Some antihistamines can make your child sleepy, which can look like anaphylaxis and make it hard to know what reaction your child is having. It’s best to use antihistamine that won’t make your child sleepy. Your pharmacist or GP can advise you on the most appropriate brand for your child.
Other treatments for allergies
Depending on the kind of allergic reaction your child has, she might need other treatments. For example:
- If your child has eczema, he might need corticosteroid ointments.
- If your child has hay fever, she might need corticosteroid nose sprays.
- If your child has asthma, he might need an inhaler like Ventolin® or Asmol®.
Your doctor can also give your child an ASCIA (Australasian Society of Clinical Immunology and Allergy) actionplan.
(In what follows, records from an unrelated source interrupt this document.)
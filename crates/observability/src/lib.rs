//! Process-wide logging setup.
//!
//! Every service and test binary calls [`init`] once at startup; the
//! domain crates only ever emit through `tracing` macros and stay
//! subscriber-agnostic.

use tracing_subscriber::EnvFilter;

/// Initialize JSON logging filtered by `RUST_LOG`, defaulting to `info`.
///
/// Safe to call more than once; later calls are no-ops.
pub fn init() {
    init_with("info");
}

/// Like [`init`] but with an explicit fallback filter for when `RUST_LOG`
/// is unset (e.g. `"mercato_checkout=debug,info"`).
pub fn init_with(default_filter: &str) {
    let filter =
        EnvFilter::try_from_default_env().unwrap_or_else(|_| EnvFilter::new(default_filter));

    let _ = tracing_subscriber::fmt()
        .with_env_filter(filter)
        .json()
        .with_timer(tracing_subscriber::fmt::time::SystemTime)
        .with_target(false)
        .try_init();
}
use chrono::{DateTime, Utc};

use mercato_core::{DomainError, DomainResult, OrderId, Principal, UserId};
use mercato_store::{KeyedStore, Subscription, TxDecision, TxOutcome};

use crate::order::{FulfillmentStatus, Order, OrderItem, OrderProgress};

/// A seller's slice of one order: only their items, their status, their
/// subtotal.
#[derive(Debug, Clone, PartialEq, Eq)]
pub struct SellerOrderView {
    pub order_id: OrderId,
    pub buyer_id: UserId,
    pub placed_at: DateTime<Utc>,
    pub items: Vec<OrderItem>,
    pub status: FulfillmentStatus,
    pub subtotal: u64,
}

/// Order persistence plus per-seller fulfillment tracking.
pub struct OrderStatusTracker<S> {
    orders: S,
}

impl<S> OrderStatusTracker<S>
where
    S: KeyedStore<OrderId, Order>,
{
    pub fn new(orders: S) -> Self {
        Self { orders }
    }

    /// Persist a freshly placed order.
    pub fn record(&self, order: Order) -> DomainResult<()> {
        tracing::info!(
            "recording order {} for buyer {} across {} seller(s), total {}",
            order.id,
            order.buyer_id,
            order.seller_statuses.len(),
            order.total_price
        );
        Ok(self.orders.put(order.id, order)?)
    }

    pub fn get(&self, order_id: OrderId) -> DomainResult<Option<Order>> {
        Ok(self.orders.get(&order_id)?)
    }

    /// Advance one seller's status on one order.
    ///
    /// Only a seller with items on the order may move their own status, and
    /// only forward. Returns the updated order.
    pub fn set_status(
        &self,
        seller: &Principal,
        order_id: OrderId,
        status: FulfillmentStatus,
    ) -> DomainResult<Order> {
        let mut fail: Option<DomainError> = None;

        let outcome = self.orders.transact(&order_id, &mut |current| {
            fail = None;
            let Some(order) = current else {
                fail = Some(DomainError::not_found());
                return TxDecision::Abort;
            };
            let Some(current_status) = order.seller_statuses.get(&seller.id).copied() else {
                fail = Some(DomainError::forbidden(
                    "only a seller with items on the order may update its status",
                ));
                return TxDecision::Abort;
            };
            let next = match current_status.advance_to(status) {
                Ok(next) => next,
                Err(e) => {
                    fail = Some(e);
                    return TxDecision::Abort;
                }
            };
            let mut updated = order.clone();
            updated.seller_statuses.insert(seller.id, next);
            TxDecision::Put(updated)
        })?;

        match outcome {
            TxOutcome::Committed(Some(order)) => {
                tracing::info!(
                    "order {}: seller {} set status {}",
                    order_id,
                    seller.id,
                    status
                );
                Ok(order)
            }
            TxOutcome::Committed(None) => Err(DomainError::not_found()),
            TxOutcome::Aborted => {
                Err(fail.unwrap_or_else(|| DomainError::invariant("status update aborted")))
            }
        }
    }

    /// A buyer's order history, newest first, each with its progress.
    pub fn buyer_orders(&self, buyer_id: UserId) -> DomainResult<Vec<(Order, OrderProgress)>> {
        let mut orders: Vec<Order> = self
            .orders
            .entries()?
            .into_iter()
            .filter_map(|(_, o)| (o.buyer_id == buyer_id).then_some(o))
            .collect();
        orders.sort_by_key(|o| std::cmp::Reverse((o.placed_at, o.id)));
        Ok(orders
            .into_iter()
            .map(|o| {
                let progress = o.progress();
                (o, progress)
            })
            .collect())
    }

    /// Every order slice a seller has to fulfill, newest first.
    pub fn seller_view(&self, seller_id: UserId) -> DomainResult<Vec<SellerOrderView>> {
        let mut views: Vec<SellerOrderView> = self
            .orders
            .entries()?
            .into_iter()
            .filter_map(|(_, order)| {
                let status = order.seller_statuses.get(&seller_id).copied()?;
                Some(SellerOrderView {
                    order_id: order.id,
                    buyer_id: order.buyer_id,
                    placed_at: order.placed_at,
                    items: order.items_of_seller(seller_id).cloned().collect(),
                    status,
                    subtotal: order.seller_subtotal(seller_id),
                })
            })
            .collect();
        views.sort_by_key(|v| std::cmp::Reverse((v.placed_at, v.order_id)));
        Ok(views)
    }

    /// Recognized revenue for a seller: the sum of their subtotals over
    /// orders where their status is Delivered. Nothing earlier counts.
    pub fn seller_revenue(&self, seller_id: UserId) -> DomainResult<u64> {
        let mut revenue = 0u64;
        for (_, order) in self.orders.entries()? {
            if order.seller_statuses.get(&seller_id) == Some(&FulfillmentStatus::Delivered) {
                revenue += order.seller_subtotal(seller_id);
            }
        }
        Ok(revenue)
    }

    /// Live view of one order (current value now, then on every change).
    pub fn watch(&self, order_id: OrderId) -> DomainResult<Subscription<Option<Order>>> {
        Ok(self.orders.watch(&order_id)?)
    }
}

#[cfg(test)]
mod tests {
    use std::sync::Arc;
    use std::time::Duration;

    use mercato_core::{ProductId, Role};
    use mercato_store::InMemoryStore;

    use crate::order::PaymentRef;

    use super::*;

    fn tracker() -> OrderStatusTracker<Arc<InMemoryStore<OrderId, Order>>> {
        OrderStatusTracker::new(Arc::new(InMemoryStore::new()))
    }

    fn item(seller_id: UserId, unit_price: u64, quantity: u32) -> OrderItem {
        OrderItem {
            product_id: ProductId::new(),
            seller_id,
            name: "Crate of Mangoes".to_owned(),
            unit_price,
            quantity,
        }
    }

    fn place(
        tracker: &OrderStatusTracker<Arc<InMemoryStore<OrderId, Order>>>,
        buyer_id: UserId,
        items: Vec<OrderItem>,
    ) -> Order {
        let order = Order::new(buyer_id, PaymentRef::new("pay_test"), items, Utc::now()).unwrap();
        tracker.record(order.clone()).unwrap();
        order
    }

    #[test]
    fn seller_advances_only_their_own_status() {
        let tracker = tracker();
        let seller_a = Principal::new(UserId::new(), "Seller A", Role::Wholesaler);
        let seller_b = Principal::new(UserId::new(), "Seller B", Role::Wholesaler);
        let order = place(
            &tracker,
            UserId::new(),
            vec![item(seller_a.id, 5_000, 2), item(seller_b.id, 8_000, 1)],
        );

        let updated = tracker
            .set_status(&seller_a, order.id, FulfillmentStatus::Dispatched)
            .unwrap();
        assert_eq!(
            updated.seller_statuses[&seller_a.id],
            FulfillmentStatus::Dispatched
        );
        assert_eq!(
            updated.seller_statuses[&seller_b.id],
            FulfillmentStatus::Pending
        );
    }

    #[test]
    fn outsiders_cannot_touch_an_order() {
        let tracker = tracker();
        let seller = Principal::new(UserId::new(), "Seller", Role::Retailer);
        let outsider = Principal::new(UserId::new(), "Outsider", Role::Retailer);
        let order = place(&tracker, UserId::new(), vec![item(seller.id, 5_000, 2)]);

        let err = tracker
            .set_status(&outsider, order.id, FulfillmentStatus::Confirmed)
            .unwrap_err();
        assert!(matches!(err, DomainError::Forbidden(_)));
    }

    #[test]
    fn status_regression_is_rejected_and_nothing_is_written() {
        let tracker = tracker();
        let seller = Principal::new(UserId::new(), "Seller", Role::Wholesaler);
        let order = place(&tracker, UserId::new(), vec![item(seller.id, 5_000, 2)]);

        tracker
            .set_status(&seller, order.id, FulfillmentStatus::Delivered)
            .unwrap();
        let err = tracker
            .set_status(&seller, order.id, FulfillmentStatus::Pending)
            .unwrap_err();
        assert!(matches!(err, DomainError::InvariantViolation(_)));

        let stored = tracker.get(order.id).unwrap().unwrap();
        assert_eq!(
            stored.seller_statuses[&seller.id],
            FulfillmentStatus::Delivered
        );
    }

    #[test]
    fn revenue_counts_delivered_slices_only() {
        let tracker = tracker();
        let seller_a = Principal::new(UserId::new(), "Seller A", Role::Wholesaler);
        let seller_b = Principal::new(UserId::new(), "Seller B", Role::Wholesaler);
        let buyer = UserId::new();

        let first = place(
            &tracker,
            buyer,
            vec![item(seller_a.id, 10_000, 3), item(seller_b.id, 4_000, 2)],
        );
        let second = place(&tracker, buyer, vec![item(seller_a.id, 6_000, 1)]);

        // Nothing delivered yet.
        assert_eq!(tracker.seller_revenue(seller_a.id).unwrap(), 0);

        tracker
            .set_status(&seller_a, first.id, FulfillmentStatus::Delivered)
            .unwrap();
        assert_eq!(tracker.seller_revenue(seller_a.id).unwrap(), 30_000);
        // Seller B's undelivered slice contributes nothing to anyone.
        assert_eq!(tracker.seller_revenue(seller_b.id).unwrap(), 0);

        tracker
            .set_status(&seller_a, second.id, FulfillmentStatus::Delivered)
            .unwrap();
        assert_eq!(tracker.seller_revenue(seller_a.id).unwrap(), 36_000);
    }

    #[test]
    fn buyer_history_reports_progress() {
        let tracker = tracker();
        let seller = Principal::new(UserId::new(), "Seller", Role::Wholesaler);
        let buyer = UserId::new();
        let order = place(&tracker, buyer, vec![item(seller.id, 2_000, 4)]);

        let history = tracker.buyer_orders(buyer).unwrap();
        assert_eq!(history.len(), 1);
        assert_eq!(history[0].1, OrderProgress::Active);

        tracker
            .set_status(&seller, order.id, FulfillmentStatus::Delivered)
            .unwrap();
        let history = tracker.buyer_orders(buyer).unwrap();
        assert_eq!(history[0].1, OrderProgress::Completed);
    }

    #[test]
    fn seller_view_slices_out_their_items() {
        let tracker = tracker();
        let seller_a = Principal::new(UserId::new(), "Seller A", Role::Wholesaler);
        let seller_b = Principal::new(UserId::new(), "Seller B", Role::Wholesaler);
        let order = place(
            &tracker,
            UserId::new(),
            vec![item(seller_a.id, 10_000, 3), item(seller_b.id, 4_000, 2)],
        );

        let views = tracker.seller_view(seller_a.id).unwrap();
        assert_eq!(views.len(), 1);
        let view = &views[0];
        assert_eq!(view.order_id, order.id);
        assert_eq!(view.items.len(), 1);
        assert_eq!(view.subtotal, 30_000);
        assert_eq!(view.status, FulfillmentStatus::Pending);
    }

    #[test]
    fn watch_streams_status_changes() {
        let tracker = tracker();
        let seller = Principal::new(UserId::new(), "Seller", Role::Wholesaler);
        let order = place(&tracker, UserId::new(), vec![item(seller.id, 3_000, 2)]);

        let sub = tracker.watch(order.id).unwrap();
        let initial = sub.recv_timeout(Duration::from_secs(1)).unwrap().unwrap();
        assert_eq!(
            initial.seller_statuses[&seller.id],
            FulfillmentStatus::Pending
        );

        tracker
            .set_status(&seller, order.id, FulfillmentStatus::Confirmed)
            .unwrap();
        let next = sub.recv_timeout(Duration::from_secs(1)).unwrap().unwrap();
        assert_eq!(
            next.seller_statuses[&seller.id],
            FulfillmentStatus::Confirmed
        );
    }
}
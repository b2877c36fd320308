//! Geolocation helpers.
//!
//! Distance is a pure function of two coordinate pairs; nothing here touches
//! stores or carries invariants.

use serde::{Deserialize, Serialize};

/// A WGS84 coordinate pair (degrees).
#[derive(Debug, Clone, Copy, PartialEq, Serialize, Deserialize)]
pub struct GeoPoint {
    pub lat: f64,
    pub lon: f64,
}

impl GeoPoint {
    pub fn new(lat: f64, lon: f64) -> Self {
        Self { lat, lon }
    }
}

/// Mean Earth radius in kilometers.
const EARTH_RADIUS_KM: f64 = 6371.0;

/// Great-circle distance between two points, in kilometers (haversine).
pub fn distance_km(a: GeoPoint, b: GeoPoint) -> f64 {
    let (lat_a, lat_b) = (a.lat.to_radians(), b.lat.to_radians());
    let d_lat = (b.lat - a.lat).to_radians();
    let d_lon = (b.lon - a.lon).to_radians();

    let h = (d_lat / 2.0).sin().powi(2) + lat_a.cos() * lat_b.cos() * (d_lon / 2.0).sin().powi(2);
    2.0 * EARTH_RADIUS_KM * h.sqrt().asin()
}

#[cfg(test)]
mod tests {
    use super::*;

    #[test]
    fn zero_distance_to_self() {
        let p = GeoPoint::new(28.6139, 77.2090);
        assert!(distance_km(p, p) < 1e-9);
    }

    #[test]
    fn distance_is_symmetric() {
        let delhi = GeoPoint::new(28.6139, 77.2090);
        let mumbai = GeoPoint::new(19.0760, 72.8777);
        let there = distance_km(delhi, mumbai);
        let back = distance_km(mumbai, delhi);
        assert!((there - back).abs() < 1e-9);
    }

    #[test]
    fn delhi_to_mumbai_is_roughly_1150_km() {
        let delhi = GeoPoint::new(28.6139, 77.2090);
        let mumbai = GeoPoint::new(19.0760, 72.8777);
        let d = distance_km(delhi, mumbai);
        assert!((1100.0..1200.0).contains(&d), "got {d}");
    }
}
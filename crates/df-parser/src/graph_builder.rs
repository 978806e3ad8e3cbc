use rustc_hash::FxHashMap;
use serde::Serialize;

use crate::ast::{Attribute, DotGraph, EdgeEndpoint, Id, NodeId, Statement, Subgraph};

#[derive(Debug, Clone, PartialEq, Eq, Serialize)]
pub struct GraphNode {
    pub name: String,
    pub label: Option<String>,
}

#[derive(Debug, Clone, PartialEq, Eq, Serialize)]
pub struct GraphEdge {
    pub from: String,
    pub to: String,
    pub label: Option<String>,
}

/// Flattened node and edge view of a DOT document.
///
/// Nodes are unique and kept in first-appearance order. Edges keep
/// self-loops and parallel edges; chains are expanded pairwise and a
/// subgraph endpoint stands for every node it contains.
#[derive(Debug, Clone, PartialEq, Eq, Serialize)]
pub struct ParsedGraph {
    pub name: Option<String>,
    pub directed: bool,
    pub nodes: Vec<GraphNode>,
    pub edges: Vec<GraphEdge>,
    pub warnings: Vec<String>,
}

impl ParsedGraph {
    #[must_use]
    pub fn from_dot(graph: &DotGraph) -> Self {
        let mut builder = GraphBuilder::default();
        builder.walk(&graph.statements);
        if builder.nodes.is_empty() {
            builder.add_warning("DOT document contains no nodes");
        }
        Self {
            name: graph.id.as_ref().map(node_name),
            directed: graph.directed,
            nodes: builder.nodes,
            edges: builder.edges,
            warnings: builder.warnings,
        }
    }

    #[must_use]
    pub fn node_count(&self) -> usize {
        self.nodes.len()
    }

    #[must_use]
    pub fn edge_count(&self) -> usize {
        self.edges.len()
    }

    pub fn edge_pairs(&self) -> impl Iterator<Item = (&str, &str)> + '_ {
        self.edges
            .iter()
            .map(|edge| (edge.from.as_str(), edge.to.as_str()))
    }

    #[must_use]
    pub fn node(&self, name: &str) -> Option<&GraphNode> {
        self.nodes.iter().find(|node| node.name == name)
    }
}

impl DotGraph {
    /// Ordered `(source, destination)` pairs for every edge in the document.
    #[must_use]
    pub fn edge_pairs(&self) -> Vec<(String, String)> {
        ParsedGraph::from_dot(self)
            .edges
            .into_iter()
            .map(|edge| (edge.from, edge.to))
            .collect()
    }
}

#[derive(Default)]
struct GraphBuilder {
    nodes: Vec<GraphNode>,
    edges: Vec<GraphEdge>,
    index_by_name: FxHashMap<String, usize>,
    warnings: Vec<String>,
}

impl GraphBuilder {
    fn add_warning(&mut self, warning: impl Into<String>) {
        self.warnings.push(warning.into());
    }

    /// Register everything in `statements`, returning the names of the
    /// nodes they mention in first-appearance order.
    fn walk(&mut self, statements: &[Statement]) -> Vec<String> {
        let mut members = Vec::new();
        for statement in statements {
            match statement {
                Statement::Node(node) => {
                    let label = label_of(&node.attributes);
                    if let Some(name) = self.intern(&node.node, label.as_deref()) {
                        push_unique(&mut members, name);
                    }
                }
                Statement::Edge(edge) => {
                    let label = label_of(&edge.attributes);
                    let mut previous = self.endpoint(&edge.head);
                    extend_unique(&mut members, &previous);
                    for (_, endpoint) in &edge.tail {
                        let current = self.endpoint(endpoint);
                        extend_unique(&mut members, &current);
                        for from in &previous {
                            for to in &current {
                                self.edges.push(GraphEdge {
                                    from: from.clone(),
                                    to: to.clone(),
                                    label: label.clone(),
                                });
                            }
                        }
                        previous = current;
                    }
                }
                Statement::Subgraph(subgraph) => {
                    let inner = self.subgraph(subgraph);
                    extend_unique(&mut members, &inner);
                }
                Statement::Attr(_) | Statement::Assign(_) => {}
            }
        }
        members
    }

    fn endpoint(&mut self, endpoint: &EdgeEndpoint) -> Vec<String> {
        match endpoint {
            EdgeEndpoint::Node(node) => self.intern(node, None).into_iter().collect(),
            EdgeEndpoint::Subgraph(subgraph) => self.subgraph(subgraph),
        }
    }

    fn subgraph(&mut self, subgraph: &Subgraph) -> Vec<String> {
        let members = self.walk(&subgraph.statements);
        if members.is_empty() {
            let name = subgraph.id.as_ref().map_or("<anonymous>", Id::text);
            self.add_warning(format!("subgraph {name} has no nodes"));
        }
        members
    }

    fn intern(&mut self, node: &NodeId, label: Option<&str>) -> Option<String> {
        let name = node_name(&node.id);
        if name.trim().is_empty() {
            self.add_warning("encountered empty node identifier; skipped node");
            return None;
        }

        if let Some(&index) = self.index_by_name.get(&name) {
            if let Some(existing) = self.nodes.get_mut(index)
                && existing.label.is_none()
            {
                existing.label = label.map(str::to_string);
            }
            return Some(name);
        }

        self.index_by_name.insert(name.clone(), self.nodes.len());
        self.nodes.push(GraphNode {
            name: name.clone(),
            label: label.map(str::to_string),
        });
        Some(name)
    }
}

fn node_name(id: &Id) -> String {
    id.text().replace("\\\"", "\"").replace('"', "")
}

fn label_of(attributes: &[Attribute]) -> Option<String> {
    attributes
        .iter()
        .rev()
        .find(|attribute| attribute.key.eq_ignore_case("label"))
        .map(|attribute| attribute.value.text().trim().to_string())
        .filter(|label| !label.is_empty())
}

fn push_unique(members: &mut Vec<String>, name: String) {
    if !members.contains(&name) {
        members.push(name);
    }
}

fn extend_unique(members: &mut Vec<String>, names: &[String]) {
    for name in names {
        push_unique(members, name.clone());
    }
}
The action plan usually includes important information on how to manage allergic reactions and which medications your child should use.
Children who have persistent and troublesome allergies to insect stings, house dust mites and grass pollen might have immunotherapy to reduce or get rid of their symptoms. Immunotherapy isn’t currently used for food allergies.
Treatment for anaphylaxis
Children at significant risk of anaphylaxis are often prescribed adrenaline auto-injectors – for example, EpiPen®.
If your child is prescribed an adrenaline auto-injector, it’s important that both you and your child learn how and when to use it. Your child’s adrenaline auto-injector should be easy to reach at all times. You can also teach others – family, friends, teachers and carers – how to use it.
It’s also a good idea for your child to wear a medical bracelet to let other people know about his particular allergy.
Food allergy or food intolerance?
Mild to moderate intolerance doesn’t involve the immune system, but sometimes symptoms of mild or moderate food allergy look like the symptoms of food intolerance. It’s essential that your child’s food allergy is confirmed by an allergy or immunology specialist.